The Less Government, The Better
That confidence in Trump — and that partisan divide — are both on display at the Roma Restaurant in Southwick, where a group of friends gather for a lunch of pasta, salad, wine and beer. Most of them are Trump supporters, like Bob Johnson, a retired electrician.
"He's not a politician. He slips over his tongue from time to time. That's a good thing. We all do," Johnson says. "If you get smooth, then you become something less for what you stand for."
Johnson says the most important issue for him is keeping America safe, and he believes Trump will do that. He also favors repealing Obamacare.
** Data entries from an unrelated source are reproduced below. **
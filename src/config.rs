use std::{env, net::SocketAddr, path::PathBuf, str::FromStr};

use url::Url;

use crate::error::AppError;

#[derive(Debug, Clone, Copy, PartialEq, Eq)]
pub enum SessionBackend {
    File,
    Sqlite,
}

impl FromStr for SessionBackend {
    type Err = AppError;

    fn from_str(value: &str) -> Result<Self, Self::Err> {
        match value.trim().to_ascii_lowercase().as_str() {
            "file" | "json" => Ok(Self::File),
            "sqlite" | "db" => Ok(Self::Sqlite),
            other => Err(AppError::Config(format!(
                "invalid SESSION_BACKEND `{other}` (expected `file` or `sqlite`)"
            ))),
        }
    }
}

#[derive(Debug, Clone)]
pub struct AppConfig {
    pub database_url: String,
    pub listen_addr: SocketAddr,
    pub data_root: PathBuf,
    pub cookie_secret: String,
    pub session_backend: SessionBackend,
    pub booking_api_url: Option<Url>,
    pub catalog_path: Option<PathBuf>,
}

impl AppConfig {
    pub fn from_env() -> Result<Self, AppError> {
        let database_url = env::var("DATABASE_URL")
            .unwrap_or_else(|_| "sqlite://wayfarer.db?mode=rwc".to_string());
        let listen_addr: SocketAddr = env::var("APP_LISTEN_ADDR")
            .unwrap_or_else(|_| "127.0.0.1:3000".to_string())
            .parse()
            .map_err(|err| AppError::Config(format!("invalid APP_LISTEN_ADDR: {err}")))?;

        let data_root = env::var("DATA_ROOT")
            .map(PathBuf::from)
            .unwrap_or_else(|_| PathBuf::from("data/runtime"));

        let cookie_secret = env::var("COOKIE_SECRET")
            .unwrap_or_else(|_| "change-me-wayfarer-cookie-secret".to_string());

        let session_backend = match env::var("SESSION_BACKEND") {
            Ok(raw) => raw.parse()?,
            Err(_) => SessionBackend::Sqlite,
        };

        let booking_api_url = match env::var("BOOKING_API_URL") {
            Ok(raw) if !raw.trim().is_empty() => Some(
                Url::parse(raw.trim())
                    .map_err(|err| AppError::Config(format!("invalid BOOKING_API_URL: {err}")))?,
            ),
            _ => None,
        };

        let catalog_path = env::var("CATALOG_PATH").ok().map(PathBuf::from);

        Ok(Self {
            database_url,
            listen_addr,
            data_root,
            cookie_secret,
            session_backend,
            booking_api_url,
            catalog_path,
        })
    }
}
"Generally speaking, every issue — not just health care — bigger government is bad for the people," he says. "Things have to be smaller, they have to be more local, in terms of your controls, and that makes it good. And he seems to be going in that direction in most everything."
Cathy Whalley agrees with that basic idea: the less government, the better.
"Yeah, well, we're farmers, so we've had to put up with a lot of the EPA coming in and doing what they have no right to do," Whalley says.
But not everybody at this table supports Trump.
"I think — let me see if I can clean it up. I think he's arrogant," says Joanne Welch, an independent who lives in neighboring Westfield, another town that voted for Trump. "I think he's egotistical, insulting. When he does his tweeting at night he tends to be abrasive, and I don't think those are qualities that a president should have."
Dick Condron, the lone Democrat at the table, challenges his Republican friends about their embrace of limited government.
"Most of the people I know in this town are in pretty good shape — despite the fact they're knee-deep in this liberal pesthole they call Massachusetts," Condron says. "But I don't like this move to eradicate everything the former administration did."
Johnson pushes back.
"The problem is the parties themselves have failed. Hence the success of Donald Trump," he says. "People don't seem to realize we're $20 trillion in debt. Everybody's getting upset because Donald Trump and company is trying to cut things. Things have to be cut in order for us to survive as a country."
The WBUR poll found that Trump and Clinton supporters in these towns actually agree on a series of national priorities — including the need for comprehensive immigration reform, overhauling the tax code and passing a major infrastructure bill. But on this day in Southwick, fueled by some afternoon beer and wine, there seemed to be more that divided these folks than united them.
Correction: An earlier version of this story misspelled Dick Condron's last name. We regret the error.
This article was originally published on April 13, 2017.
This segment aired on April 13, 2017.